I’ve gotten this question quite a bit, so I thought I would write up a post. We are so excited to continue to grow our family, also feeling a little nervous too. It’s been almost 5 years since we had a newborn in the house.
I just wanted to say to that my heart goes out to those that are trying to conceive. We feel so blessed that we are able to grow our family and I’m thinking of those, some that are close friends that are wishing for that baby. Troster and I have never had an issue getting pregnant, but I did have two early miscarriages and it was absolutely devastating. All that to say, I’m always here if you need to talk. I feel like deep down we always knew we wanted to have a third. Troster and I are both one of three. We always said that we would have a big family. After having Charlie though, I thought I was done. Then came the pandemic and my dad passing suddenly; the last thing I could think about was having another child.

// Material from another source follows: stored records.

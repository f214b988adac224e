//! JSON observation of a Block Cascade snapshot.
//!
//! Emitted as one JSON object per line by `cascade-sim`, for scripting and
//! replay comparisons.

use serde::{Deserialize, Serialize};

use crate::core::{GameSnapshot, LockEvent};
use crate::types::{GRID_HEIGHT, GRID_WIDTH};

#[derive(Debug, Clone, PartialEq, Eq, Serialize, Deserialize)]
pub struct ActiveObservation {
    /// Lowercase kind letter
    pub kind: String,
    pub rotation: String,
    pub x: i8,
    pub y: i8,
    /// Square shape matrix of color indices
    pub matrix: Vec<Vec<u8>>,
}

#[derive(Debug, Clone, Copy, PartialEq, Eq, Serialize, Deserialize)]
pub struct LockObservation {
    pub lines_cleared: u32,
    pub points: u32,
    pub board_full: bool,
}

impl From<LockEvent> for LockObservation {
    fn from(ev: LockEvent) -> Self {
        Self {
            lines_cleared: ev.lines_cleared,
            points: ev.points,
            board_full: ev.board_full,
        }
    }
}

#[derive(Debug, Clone, PartialEq, Eq, Serialize, Deserialize)]
pub struct CascadeObservation {
    pub step: u64,
    pub seed: u32,
    pub piece_id: u32,
    pub running: bool,
    pub score: u32,
    pub lines: u32,
    pub status: String,
    pub grid: [[u8; GRID_WIDTH as usize]; GRID_HEIGHT as usize],
    pub active: ActiveObservation,
    #[serde(skip_serializing_if = "Option::is_none", default)]
    pub last_lock: Option<LockObservation>,
    /// FNV-1a of the snapshot, for cheap equality checks across runs
    pub state_hash: String,
}

pub fn build_observation(
    snap: &GameSnapshot,
    step: u64,
    last_lock: Option<LockEvent>,
) -> CascadeObservation {
    let active = &snap.active;
    CascadeObservation {
        step,
        seed: snap.seed,
        piece_id: snap.piece_id,
        running: snap.running,
        score: snap.score,
        lines: snap.lines,
        status: snap.status.to_string(),
        grid: snap.grid,
        active: ActiveObservation {
            kind: active.kind.as_str().to_string(),
            rotation: active.rotation.as_str().to_string(),
            x: active.x,
            y: active.y,
            matrix: active.matrix.rows().map(|r| r.to_vec()).collect(),
        },
        last_lock: last_lock.map(LockObservation::from),
        state_hash: format!("{:016x}", snap.fingerprint()),
    }
}
//! Shared types and constants for the arcade.
//!
//! Everything here is plain data with no dependencies, usable from the game
//! logic, the input mapping and the terminal views alike.
//!
//! # Grid Dimensions
//!
//! Block Cascade plays on a fixed field:
//!
//! - **Width**: 10 columns (indexed 0-9)
//! - **Height**: 20 rows (indexed 0-19, top to bottom)
//!
//! # Timing Constants
//!
//! | Constant | Value | Description |
//! |----------|-------|-------------|
//! | `TICK_MS` | 16 | Frame interval of the terminal loop (~60 FPS) |
//! | `BASE_DROP_MS` | 1000 | Baseline gravity interval restored on start |
//! | `MISMATCH_FLASH_MS` | 600 | How long a wrong tile pair stays highlighted |
//!
//! # Examples
//!
//! ```
//! use calm_arcade_types::{GameAction, PieceKind, Tab, GRID_HEIGHT, GRID_WIDTH};
//!
//! assert_eq!(PieceKind::from_str("o"), Some(PieceKind::O));
//! assert_eq!(PieceKind::O.color(), 2);
//!
//! assert_eq!(GameAction::from_str("softDrop"), Some(GameAction::SoftDrop));
//! assert_eq!(Tab::Tiles.next(), Tab::Solitaire);
//!
//! assert_eq!(GRID_WIDTH, 10);
//! assert_eq!(GRID_HEIGHT, 20);
//! ```

/// Grid width in cells (10 columns)
pub const GRID_WIDTH: u8 = 10;

/// Grid height in cells (20 rows)
pub const GRID_HEIGHT: u8 = 20;

/// Frame interval of the interactive loop in milliseconds (16ms ≈ 60 FPS)
pub const TICK_MS: u32 = 16;

/// Baseline gravity interval (one row per second)
pub const BASE_DROP_MS: u32 = 1000;

/// Points awarded for every cleared row
pub const LINE_CLEAR_POINTS: u32 = 100;

/// Largest valid color index stored in a grid cell
pub const MAX_COLOR: u8 = 7;

/// Highlight duration for a mismatched tile pair
pub const MISMATCH_FLASH_MS: u32 = 600;

/// A grid cell: 0 is empty, 1-7 is a settled block of that color.
pub type Cell = u8;

/// The empty cell value.
pub const EMPTY: Cell = 0;


/// The seven piece kinds
///
/// Each kind owns one color index used for both the falling piece and the
/// blocks it leaves behind:
/// - **T**: 1
/// - **O**: 2
/// - **L**: 3
/// - **J**: 4
/// - **I**: 5
/// - **S**: 6
/// - **Z**: 7
#[derive(Debug, Clone, Copy, PartialEq, Eq, Hash)]
pub enum PieceKind {
    I,
    O,
    T,
    S,
    Z,
    J,
    L,
}

impl PieceKind {
    /// Spawn table; a uniform index into it picks the next piece.
    pub const ALL: [PieceKind; 7] = [
        PieceKind::I,
        PieceKind::L,
        PieceKind::J,
        PieceKind::O,
        PieceKind::T,
        PieceKind::S,
        PieceKind::Z,
    ];

    /// Color index written into the grid for this kind
    pub fn color(&self) -> Cell {
        match self {
            PieceKind::T => 1,
            PieceKind::O => 2,
            PieceKind::L => 3,
            PieceKind::J => 4,
            PieceKind::I => 5,
            PieceKind::S => 6,
            PieceKind::Z => 7,
        }
    }

    /// Reverse of [`PieceKind::color`]
    pub fn from_color(color: Cell) -> Option<Self> {
        match color {
            1 => Some(PieceKind::T),
            2 => Some(PieceKind::O),
            3 => Some(PieceKind::L),
            4 => Some(PieceKind::J),
            5 => Some(PieceKind::I),
            6 => Some(PieceKind::S),
            7 => Some(PieceKind::Z),
            _ => None,
        }
    }

    /// Parse piece kind from string (case-insensitive)
    ///
    /// # Examples
    ///
    /// ```
    /// use calm_arcade_types::PieceKind;
    ///
    /// assert_eq!(PieceKind::from_str("i"), Some(PieceKind::I));
    /// assert_eq!(PieceKind::from_str("T"), Some(PieceKind::T));
    /// assert_eq!(PieceKind::from_str("x"), None);
    /// ```
    pub fn from_str(s: &str) -> Option<Self> {
        match s.to_lowercase().as_str() {
            "i" => Some(PieceKind::I),
            "o" => Some(PieceKind::O),
            "t" => Some(PieceKind::T),
            "s" => Some(PieceKind::S),
            "z" => Some(PieceKind::Z),
            "j" => Some(PieceKind::J),
            "l" => Some(PieceKind::L),
            _ => None,
        }
    }

    pub fn as_str(&self) -> &'static str {
        match self {
            PieceKind::I => "i",
            PieceKind::O => "o",
            PieceKind::T => "t",
            PieceKind::S => "s",
            PieceKind::Z => "z",
            PieceKind::J => "j",
            PieceKind::L => "l",
        }
    }
}

/// Orientation of the active piece, counted in quarter turns from spawn.
///
/// The cycle goes: North → East → South → West → North
#[derive(Debug, Clone, Copy, PartialEq, Eq, Hash)]
pub enum Rotation {
    North,
    East,
    South,
    West,
}

impl Rotation {
    /// Rotate clockwise (90°)
    ///
    /// ```
    /// use calm_arcade_types::Rotation;
    ///
    /// assert_eq!(Rotation::North.rotate_cw(), Rotation::East);
    /// assert_eq!(Rotation::West.rotate_cw(), Rotation::North);
    /// ```
    pub fn rotate_cw(&self) -> Self {
        match self {
            Rotation::North => Rotation::East,
            Rotation::East => Rotation::South,
            Rotation::South => Rotation::West,
            Rotation::West => Rotation::North,
        }
    }

    /// Rotate counter-clockwise (-90°)
    pub fn rotate_ccw(&self) -> Self {
        match self {
            Rotation::North => Rotation::West,
            Rotation::West => Rotation::South,
            Rotation::South => Rotation::East,
            Rotation::East => Rotation::North,
        }
    }

    pub fn as_str(&self) -> &'static str {
        match self {
            Rotation::North => "north",
            Rotation::East => "east",
            Rotation::South => "south",
            Rotation::West => "west",
        }
    }
}

/// Commands accepted by the Block Cascade engine
///
/// Movement and rotation come from the player; `Start`, `Pause` and `Reset`
/// drive the game clock.
#[derive(Debug, Clone, Copy, PartialEq, Eq)]
pub enum GameAction {
    /// Move piece one cell left
    MoveLeft,
    /// Move piece one cell right
    MoveRight,
    /// Drop piece one row; settles it when it cannot descend
    SoftDrop,
    /// Rotate piece 90° clockwise (with wall kicks)
    RotateCw,
    /// Rotate piece 90° counter-clockwise (with wall kicks)
    RotateCcw,
    /// Start the gravity clock
    Start,
    /// Stop the gravity clock
    Pause,
    /// Clear the board and counters and return to idle
    Reset,
}

impl GameAction {
    /// Parse action from its camelCase name (case-insensitive)
    ///
    /// ```
    /// use calm_arcade_types::GameAction;
    ///
    /// assert_eq!(GameAction::from_str("moveLeft"), Some(GameAction::MoveLeft));
    /// assert_eq!(GameAction::from_str("rotate"), Some(GameAction::RotateCw));
    /// assert_eq!(GameAction::from_str("hardDrop"), None);
    /// ```
    pub fn from_str(s: &str) -> Option<Self> {
        match s.to_lowercase().as_str() {
            "moveleft" | "left" => Some(GameAction::MoveLeft),
            "moveright" | "right" => Some(GameAction::MoveRight),
            "softdrop" | "down" => Some(GameAction::SoftDrop),
            "rotate" | "rotatecw" => Some(GameAction::RotateCw),
            "rotateccw" => Some(GameAction::RotateCcw),
            "start" => Some(GameAction::Start),
            "pause" => Some(GameAction::Pause),
            "reset" => Some(GameAction::Reset),
            _ => None,
        }
    }

    pub fn as_str(&self) -> &'static str {
        match self {
            GameAction::MoveLeft => "moveLeft",
            GameAction::MoveRight => "moveRight",
            GameAction::SoftDrop => "softDrop",
            GameAction::RotateCw => "rotateCw",
            GameAction::RotateCcw => "rotateCcw",
            GameAction::Start => "start",
            GameAction::Pause => "pause",
            GameAction::Reset => "reset",
        }
    }
}

/// Tabs of the navigation shell, in display order.
#[derive(Debug, Clone, Copy, PartialEq, Eq, Hash)]
pub enum Tab {
    Tiles,
    Solitaire,
    Cascade,
}

impl Tab {
    pub const ALL: [Tab; 3] = [Tab::Tiles, Tab::Solitaire, Tab::Cascade];

    pub fn index(&self) -> usize {
        match self {
            Tab::Tiles => 0,
            Tab::Solitaire => 1,
            Tab::Cascade => 2,
        }
    }

    pub fn next(&self) -> Self {
        Self::ALL[(self.index() + 1) % Self::ALL.len()]
    }

    pub fn prev(&self) -> Self {
        Self::ALL[(self.index() + Self::ALL.len() - 1) % Self::ALL.len()]
    }

    /// Title shown in the tab bar
    pub fn title(&self) -> &'static str {
        match self {
            Tab::Tiles => "Tile Match",
            Tab::Solitaire => "Relaxed Solitaire",
            Tab::Cascade => "Block Cascade",
        }
    }

    /// Parse from a short name (case-insensitive)
    pub fn from_str(s: &str) -> Option<Self> {
        match s.to_lowercase().as_str() {
            "tiles" | "match" | "mahjong" => Some(Tab::Tiles),
            "solitaire" | "cards" => Some(Tab::Solitaire),
            "cascade" | "blocks" => Some(Tab::Cascade),
            _ => None,
        }
    }
}

/// Card suits, in foundation order.
#[derive(Debug, Clone, Copy, PartialEq, Eq, Hash)]
pub enum Suit {
    Spades,
    Hearts,
    Diamonds,
    Clubs,
}

impl Suit {
    pub const ALL: [Suit; 4] = [Suit::Spades, Suit::Hearts, Suit::Diamonds, Suit::Clubs];

    pub fn index(&self) -> usize {
        match self {
            Suit::Spades => 0,
            Suit::Hearts => 1,
            Suit::Diamonds => 2,
            Suit::Clubs => 3,
        }
    }

    pub fn glyph(&self) -> char {
        match self {
            Suit::Spades => '♠',
            Suit::Hearts => '♥',
            Suit::Diamonds => '♦',
            Suit::Clubs => '♣',
        }
    }

    pub fn is_red(&self) -> bool {
        matches!(self, Suit::Hearts | Suit::Diamonds)
    }
}
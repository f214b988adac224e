//! CascadeView: maps a Block Cascade snapshot into a framebuffer.
//!
//! Pure (no I/O), so it can be unit-tested.

use crate::core::{GameSnapshot, Status};
use crate::fb::{CellStyle, FrameBuffer, Rgb};
use crate::layout::Area;
use crate::palette;
use crate::types::{GRID_HEIGHT, GRID_WIDTH};

/// Side panel width, including the gap to the board
const PANEL_W: u16 = 14;

pub struct CascadeView {
    /// Grid cell width in terminal columns.
    cell_w: u16,
    /// Grid cell height in terminal rows.
    cell_h: u16,
}

impl Default for CascadeView {
    fn default() -> Self {
        // 2x1 compensates for the usual terminal glyph aspect ratio.
        Self {
            cell_w: 2,
            cell_h: 1,
        }
    }
}

impl CascadeView {
    pub fn new(cell_w: u16, cell_h: u16) -> Self {
        Self {
            cell_w: cell_w.max(1),
            cell_h: cell_h.max(1),
        }
    }

    /// Outer size of the bordered playfield.
    pub fn frame_size(&self) -> (u16, u16) {
        (
            GRID_WIDTH as u16 * self.cell_w + 2,
            GRID_HEIGHT as u16 * self.cell_h + 2,
        )
    }

    /// Draw the playfield and side panel centered in `area`.
    pub fn render_into(&self, snap: &GameSnapshot, area: Area, fb: &mut FrameBuffer) {
        let (frame_w, frame_h) = self.frame_size();
        let frame = area.centered(frame_w + PANEL_W, frame_h);

        fb.draw_border(frame.x, frame.y, frame_w, frame_h, palette::border());

        let field = CellStyle::new(Rgb::new(60, 70, 90), palette::FIELD);
        let cells = snap.composite();
        for (y, row) in cells.iter().enumerate() {
            for (x, &value) in row.iter().enumerate() {
                let (ch, style) = match palette::block(value) {
                    Some(color) => ('█', CellStyle::new(color, palette::FIELD)),
                    None => ('·', field.dim()),
                };
                let px = frame.x + 1 + x as u16 * self.cell_w;
                let py = frame.y + 1 + y as u16 * self.cell_h;
                fb.fill_rect(px, py, self.cell_w, self.cell_h, ch, style);
            }
        }

        self.draw_side_panel(fb, snap, frame.x + frame_w + 2, frame.y);

        if !snap.running {
            let text = match snap.status {
                Status::Paused | Status::AlreadyPaused => "PAUSED",
                _ => "PRESS ENTER",
            };
            draw_overlay_text(fb, frame.x, frame.y, frame_w, frame_h, text);
        }
    }

    fn draw_side_panel(&self, fb: &mut FrameBuffer, snap: &GameSnapshot, x: u16, y: u16) {
        let label = palette::label();
        let value = palette::text();

        fb.put_str(x, y, "SCORE", label);
        fb.put_u32(x, y + 1, snap.score, value);

        fb.put_str(x, y + 3, "LINES", label);
        fb.put_u32(x, y + 4, snap.lines, value);

        fb.put_str(x, y + 6, "PIECE", label);
        let color = palette::block(snap.active.kind.color()).unwrap_or(value.fg);
        fb.put_str(
            x,
            y + 7,
            snap.active.kind.as_str(),
            CellStyle::new(color, palette::SCREEN).bold(),
        );

        fb.put_str(x, y + 9, "STATE", label);
        let state = if snap.running { "running" } else { "idle" };
        fb.put_str(x, y + 10, state, value);
    }
}

fn draw_overlay_text(fb: &mut FrameBuffer, x: u16, y: u16, w: u16, h: u16, text: &str) {
    let text_w = text.chars().count() as u16;
    let tx = x.saturating_add(w.saturating_sub(text_w) / 2);
    let style = CellStyle::new(Rgb::new(255, 255, 255), palette::SCREEN).bold();
    fb.put_str(tx, y.saturating_add(h / 2), text, style);
}

#[cfg(test)]
mod tests {
    use super::*;
    use crate::core::{GameSnapshot, GameState};
    use crate::types::PieceKind;

    fn render(snap: &GameSnapshot, w: u16, h: u16) -> FrameBuffer {
        let mut fb = FrameBuffer::new(w, h);
        CascadeView::default().render_into(snap, Area::new(0, 0, w, h), &mut fb);
        fb
    }

    #[test]
    fn settled_blocks_use_palette_colors() {
        let mut game = GameState::new(1);
        game.grid_mut().set(0, 19, 4);
        game.start();
        let fb = render(&game.snapshot(), 60, 24);

        let (frame_w, frame_h) = CascadeView::default().frame_size();
        let area = Area::new(0, 0, 60, 24).centered(frame_w + PANEL_W, frame_h);
        let cell = fb.get(area.x + 1, area.y + 20).unwrap();
        assert_eq!(cell.ch, '█');
        assert_eq!(cell.style.fg, palette::BLOCKS[4]);
    }

    #[test]
    fn active_piece_is_drawn() {
        let mut game = GameState::new(1);
        game.spawn_kind(PieceKind::O);
        game.start();
        let fb = render(&game.snapshot(), 60, 24);

        let blocks = fb.cells().iter().filter(|c| c.ch == '█').count();
        // Four cells, two columns each.
        assert_eq!(blocks, 8);
    }

    #[test]
    fn idle_game_shows_prompt() {
        let game = GameState::new(1);
        let fb = render(&game.snapshot(), 60, 24);
        let text: String = (0..24).map(|y| fb.row_text(y)).collect();
        assert!(text.contains("PRESS ENTER"));
    }

    #[test]
    fn paused_game_shows_paused() {
        let mut game = GameState::new(1);
        game.start();
        game.soft_drop();
        game.pause();
        let fb = render(&game.snapshot(), 60, 24);
        let text: String = (0..24).map(|y| fb.row_text(y)).collect();
        assert!(text.contains("PAUSED"));
        assert!(text.contains("SCORE"));
    }

    #[test]
    fn tiny_viewport_does_not_panic() {
        let snap = GameState::new(1).snapshot();
        let _ = render(&snap, 5, 3);
        let _ = render(&snap, 0, 0);
    }
}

Last summer when we were in Colorado, we were one hike of many. Troster was hiking in front and a family came out from around a turn towards us. I was oblivious to all of this happening. At first Troster thought they had two kids around the same age as ours, but then lagging behind came one more a little younger. He told me about this later, but on that hike he was thinking about longing for a third and that little moment was God’s way of telling him that it would happen.
Over the summer, I was not ready to add another baby to the mix or ready to be pregnant. In the fall though, something changed. I kept thinking about what Troster told me months before and what I pictured for our future. I love my brother and sister so much and I can’t imagine not having grown up without them. They were seven and five years older than me (the same age gap as our three will be) and yes, at times I felt like an only child, but they helped me grow up. I learned from things that I shouldn’t do and also footsteps I wanted to follow in. I always had someone to look up to and now the age gap doesn’t even matter. I also had the thought of ”if not now, then when?” The sudden loss of my dad has made me think a lot about decisions and what I want for my life. Time is so sacred. I also thought how much joy this decision would bring to our life now and later on. This baby is the blessing we didn’t know we knew we needed.